● **EXERCISE DIRECTIONS**
Reproduce exactly the opening lines of the listing, stopping after the line that contains "use uuid::Uuid;" and including it.

========

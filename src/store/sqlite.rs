//! SQLite-backed task store.

use std::path::PathBuf;
use std::sync::Arc;

use async_trait::async_trait;
use chrono::{DateTime, Utc};
use rusqlite::{params, Connection, OptionalExtension, Row};
use tokio::sync::Mutex;
use uuid::Uuid;

use super::{StoreError, TaskStore};
use crate::task::{parse_start_time, AttemptSource, Task, TaskId, TaskStatus, VerificationAttempt};

const SCHEMA: &str = r#"
PRAGMA journal_mode = WAL;
PRAGMA foreign_keys = ON;

CREATE TABLE IF NOT EXISTS tasks (
    id TEXT PRIMARY KEY NOT NULL,
    name TEXT NOT NULL,
    start_time TEXT NOT NULL,
    duration_minutes INTEGER NOT NULL,
    alert_gap_minutes INTEGER NOT NULL,
    verification_instructions TEXT NOT NULL,
    status TEXT NOT NULL DEFAULT 'pending',
    created_at TEXT NOT NULL,
    completed_at TEXT
);

CREATE INDEX IF NOT EXISTS idx_tasks_status ON tasks(status);
CREATE INDEX IF NOT EXISTS idx_tasks_start_time ON tasks(start_time);

CREATE TABLE IF NOT EXISTS verification_attempts (
    id TEXT PRIMARY KEY NOT NULL,
    task_id TEXT NOT NULL,
    image BLOB NOT NULL,
    success INTEGER NOT NULL,
    reasoning TEXT NOT NULL,
    confidence REAL NOT NULL,
    source TEXT NOT NULL,
    timestamp TEXT NOT NULL,
    FOREIGN KEY (task_id) REFERENCES tasks(id) ON DELETE CASCADE
);

CREATE INDEX IF NOT EXISTS idx_attempts_task ON verification_attempts(task_id, timestamp);
"#;

pub struct SqliteTaskStore {
    conn: Arc<Mutex<Connection>>,
}

impl SqliteTaskStore {
    /// Open (or create) the database at `db_path` and run the schema.
    pub async fn new(db_path: PathBuf) -> Result<Self, StoreError> {
        if let Some(parent) = db_path.parent() {
            if !parent.as_os_str().is_empty() {
                tokio::fs::create_dir_all(parent)
                    .await
                    .map_err(|e| StoreError::Database(format!("failed to create db dir: {}", e)))?;
            }
        }

        let conn = tokio::task::spawn_blocking(move || {
            let conn = Connection::open(&db_path)
                .map_err(|e| StoreError::Database(format!("failed to open database: {}", e)))?;
            conn.execute_batch(SCHEMA)
                .map_err(|e| StoreError::Database(format!("failed to run schema: {}", e)))?;
            Ok::<_, StoreError>(conn)
        })
        .await
        .map_err(|e| StoreError::Database(format!("task join error: {}", e)))??;

        Ok(Self {
            conn: Arc::new(Mutex::new(conn)),
        })
    }

    fn task_from_row(row: &Row<'_>) -> rusqlite::Result<Task> {
        let id: String = row.get("id")?;
        let name: String = row.get("name")?;
        let start_time: String = row.get("start_time")?;
        let duration_minutes: u32 = row.get("duration_minutes")?;
        let alert_gap_minutes: u32 = row.get("alert_gap_minutes")?;
        let verification_instructions: String = row.get("verification_instructions")?;
        let status: String = row.get("status")?;
        let created_at: String = row.get("created_at")?;
        let completed_at: Option<String> = row.get("completed_at")?;

        let id = Uuid::parse_str(&id).map_err(|e| invalid_column("id", e))?;
        let start_time =
            parse_start_time(&start_time).map_err(|e| invalid_column("start_time", e))?;
        let status = TaskStatus::parse(&status)
            .ok_or_else(|| invalid_column("status", format!("unknown status {status:?}")))?;
        let created_at = parse_timestamp(&created_at).map_err(|e| invalid_column("created_at", e))?;
        let completed_at = completed_at
            .map(|raw| parse_timestamp(&raw).map_err(|e| invalid_column("completed_at", e)))
            .transpose()?;

        Ok(Task::restore(
            TaskId::from(id),
            name,
            start_time,
            duration_minutes,
            alert_gap_minutes,
            verification_instructions,
            status,
            created_at,
            completed_at,
        ))
    }

    fn attempt_from_row(row: &Row<'_>) -> rusqlite::Result<VerificationAttempt> {
        let id: String = row.get("id")?;
        let task_id: String = row.get("task_id")?;
        let image: Vec<u8> = row.get("image")?;
        let success: bool = row.get("success")?;
        let reasoning: String = row.get("reasoning")?;
        let confidence: f64 = row.get("confidence")?;
        let source: String = row.get("source")?;
        let timestamp: String = row.get("timestamp")?;

        Ok(VerificationAttempt {
            id: Uuid::parse_str(&id).map_err(|e| invalid_column("id", e))?,
            task_id: TaskId::from(
                Uuid::parse_str(&task_id).map_err(|e| invalid_column("task_id", e))?,
            ),
            image,
            success,
            reasoning,
            confidence,
            source: AttemptSource::parse(&source)
                .ok_or_else(|| invalid_column("source", format!("unknown source {source:?}")))?,
            timestamp: parse_timestamp(&timestamp).map_err(|e| invalid_column("timestamp", e))?,
        })
    }
}

fn parse_timestamp(raw: &str) -> Result<DateTime<Utc>, chrono::ParseError> {
    DateTime::parse_from_rfc3339(raw).map(|dt| dt.with_timezone(&Utc))
}

fn invalid_column(column: &str, err: impl std::fmt::Display) -> rusqlite::Error {
    rusqlite::Error::FromSqlConversionFailure(
        0,
        rusqlite::types::Type::Text,
        Box::new(std::io::Error::new(
            std::io::ErrorKind::InvalidData,
            format!("column {column}: {err}"),
        )),
    )
}

fn db_err(e: rusqlite::Error) -> StoreError {
    StoreError::Database(e.to_string())
}

#[async_trait]
impl TaskStore for SqliteTaskStore {
    async fn create_task(&self, task: &Task) -> Result<(), StoreError> {
        let conn = self.conn.lock().await;
        conn.execute(
            "INSERT INTO tasks
             (id, name, start_time, duration_minutes, alert_gap_minutes,
              verification_instructions, status, created_at, completed_at)
             VALUES (?1, ?2, ?3, ?4, ?5, ?6, ?7, ?8, ?9)",
            params![
                task.id().as_uuid().to_string(),
                task.name(),
                task.start_time().format("%H:%M").to_string(),
                task.duration_minutes(),
                task.alert_gap_minutes(),
                task.verification_instructions(),
                task.status().as_str(),
                task.created_at().to_rfc3339(),
                task.completed_at().map(|t| t.to_rfc3339()),
            ],
        )
        .map_err(db_err)?;
        Ok(())
    }

    async fn get_task(&self, id: TaskId) -> Result<Option<Task>, StoreError> {
        let conn = self.conn.lock().await;
        conn.query_row(
            "SELECT * FROM tasks WHERE id = ?1",
            params![id.as_uuid().to_string()],
            Self::task_from_row,
        )
        .optional()
        .map_err(db_err)
    }

    async fn list_tasks(&self) -> Result<Vec<Task>, StoreError> {
        let conn = self.conn.lock().await;
        let mut stmt = conn
            .prepare("SELECT * FROM tasks ORDER BY start_time, created_at")
            .map_err(db_err)?;
        let tasks = stmt
            .query_map([], Self::task_from_row)
            .map_err(db_err)?
            .collect::<rusqlite::Result<Vec<_>>>()
            .map_err(db_err)?;
        Ok(tasks)
    }

    async fn update_status(
        &self,
        id: TaskId,
        status: TaskStatus,
        completed_at: Option<DateTime<Utc>>,
    ) -> Result<(), StoreError> {
        let conn = self.conn.lock().await;
        let rows = match completed_at {
            Some(when) => conn
                .execute(
                    "UPDATE tasks SET status = ?1, completed_at = ?2 WHERE id = ?3",
                    params![status.as_str(), when.to_rfc3339(), id.as_uuid().to_string()],
                )
                .map_err(db_err)?,
            None => conn
                .execute(
                    "UPDATE tasks SET status = ?1 WHERE id = ?2",
                    params![status.as_str(), id.as_uuid().to_string()],
                )
                .map_err(db_err)?,
        };
        if rows == 0 {
            return Err(StoreError::TaskNotFound(id));
        }
        Ok(())
    }

    async fn delete_task(&self, id: TaskId) -> Result<bool, StoreError> {
        let conn = self.conn.lock().await;
        let rows = conn
            .execute(
                "DELETE FROM tasks WHERE id = ?1",
                params![id.as_uuid().to_string()],
            )
            .map_err(db_err)?;
        Ok(rows > 0)
    }

    async fn append_attempt(&self, attempt: &VerificationAttempt) -> Result<(), StoreError> {
        let conn = self.conn.lock().await;
        let exists: Option<i64> = conn
            .query_row(
                "SELECT 1 FROM tasks WHERE id = ?1",
                params![attempt.task_id.as_uuid().to_string()],
                |row| row.get(0),
            )
            .optional()
            .map_err(db_err)?;
        if exists.is_none() {
            return Err(StoreError::TaskNotFound(attempt.task_id));
        }

        conn.execute(
            "INSERT INTO verification_attempts
             (id, task_id, image, success, reasoning, confidence, source, timestamp)
             VALUES (?1, ?2, ?3, ?4, ?5, ?6, ?7, ?8)",
            params![
                attempt.id.to_string(),
                attempt.task_id.as_uuid().to_string(),
                attempt.image,
                attempt.success,
                attempt.reasoning,
                attempt.confidence,
                attempt.source.as_str(),
                attempt.timestamp.to_rfc3339(),
            ],
        )
        .map_err(db_err)?;
        Ok(())
    }

    async fn list_attempts(&self, task_id: TaskId) -> Result<Vec<VerificationAttempt>, StoreError> {
        let conn = self.conn.lock().await;
        let mut stmt = conn
            .prepare(
                "SELECT * FROM verification_attempts
                 WHERE task_id = ?1 ORDER BY timestamp, rowid",
            )
            .map_err(db_err)?;
        let attempts = stmt
            .query_map(params![task_id.as_uuid().to_string()], Self::attempt_from_row)
            .map_err(db_err)?
            .collect::<rusqlite::Result<Vec<_>>>()
            .map_err(db_err)?;
        Ok(attempts)
    }
}

#[cfg(test)]
mod tests {
    use super::*;
    use crate::task::parse_start_time;

    async fn temp_store() -> (tempfile::TempDir, SqliteTaskStore) {
        let dir = tempfile::tempdir().unwrap();
        let store = SqliteTaskStore::new(dir.path().join("enforcer.db"))
            .await
            .unwrap();
        (dir, store)
    }

    fn sample_task() -> Task {
        Task::new(
            "Take medication".to_string(),
            parse_start_time("21:00").unwrap(),
            10,
            2,
            "Photo of the open pill organizer".to_string(),
        )
        .unwrap()
    }

    fn sample_attempt(task_id: TaskId, success: bool) -> VerificationAttempt {
        VerificationAttempt {
            id: Uuid::new_v4(),
            task_id,
            image: vec![0xFF, 0xD8, 0xFF, 0x01, 0x02],
            success,
            reasoning: "test".to_string(),
            confidence: 0.8,
            source: AttemptSource::Model,
            timestamp: Utc::now(),
        }
    }

    #[tokio::test]
    async fn task_round_trip() {
        let (_dir, store) = temp_store().await;
        let task = sample_task();
        store.create_task(&task).await.unwrap();

        let fetched = store.get_task(task.id()).await.unwrap().unwrap();
        assert_eq!(fetched.id(), task.id());
        assert_eq!(fetched.name(), task.name());
        assert_eq!(fetched.start_time(), task.start_time());
        assert_eq!(fetched.duration_minutes(), task.duration_minutes());
        assert_eq!(fetched.status(), TaskStatus::Pending);
        assert!(fetched.completed_at().is_none());
    }

    #[tokio::test]
    async fn unknown_task_is_none() {
        let (_dir, store) = temp_store().await;
        assert!(store.get_task(TaskId::new()).await.unwrap().is_none());
    }

    #[tokio::test]
    async fn status_and_completed_at_persist() {
        let (_dir, store) = temp_store().await;
        let task = sample_task();
        store.create_task(&task).await.unwrap();

        store
            .update_status(task.id(), TaskStatus::Active, None)
            .await
            .unwrap();
        let done_at = Utc::now();
        store
            .update_status(task.id(), TaskStatus::Completed, Some(done_at))
            .await
            .unwrap();

        let fetched = store.get_task(task.id()).await.unwrap().unwrap();
        assert_eq!(fetched.status(), TaskStatus::Completed);
        // RFC3339 round-trip keeps sub-second precision
        assert_eq!(fetched.completed_at(), Some(done_at));

        let err = store
            .update_status(TaskId::new(), TaskStatus::Active, None)
            .await
            .unwrap_err();
        assert!(matches!(err, StoreError::TaskNotFound(_)));
    }

    #[tokio::test]
    async fn attempts_are_append_only_and_ordered() {
        let (_dir, store) = temp_store().await;
        let task = sample_task();
        store.create_task(&task).await.unwrap();

        let first = sample_attempt(task.id(), false);
        let second = sample_attempt(task.id(), true);
        store.append_attempt(&first).await.unwrap();
        store.append_attempt(&second).await.unwrap();

        let attempts = store.list_attempts(task.id()).await.unwrap();
        assert_eq!(attempts.len(), 2);
        assert_eq!(attempts[0].id, first.id);
        assert_eq!(attempts[1].id, second.id);
        assert_eq!(attempts[0].image, first.image);
        assert_eq!(attempts[1].source, AttemptSource::Model);
    }

    #[tokio::test]
    async fn attempt_for_missing_task_is_rejected() {
        let (_dir, store) = temp_store().await;
        let err = store
            .append_attempt(&sample_attempt(TaskId::new(), true))
            .await
            .unwrap_err();
        assert!(matches!(err, StoreError::TaskNotFound(_)));
    }

    #[tokio::test]
    async fn delete_cascades_to_attempts() {
        let (_dir, store) = temp_store().await;
        let task = sample_task();
        store.create_task(&task).await.unwrap();
        store
            .append_attempt(&sample_attempt(task.id(), false))
            .await
            .unwrap();

        assert!(store.delete_task(task.id()).await.unwrap());
        assert!(store.get_task(task.id()).await.unwrap().is_none());
        assert!(store.list_attempts(task.id()).await.unwrap().is_empty());
        assert!(!store.delete_task(task.id()).await.unwrap());
    }
}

========

● **RESPONSE TO THIS TASK**
filename src/store/sqlite.rs
//! SQLite-backed task store.

use std::path::PathBuf;
use std::sync::Arc;

use async_trait::async_trait;
use chrono::{DateTime, Utc};
use rusqlite::{params, Connection, OptionalExtension, Row};
use tokio::sync::Mutex;
use uuid::Uuid;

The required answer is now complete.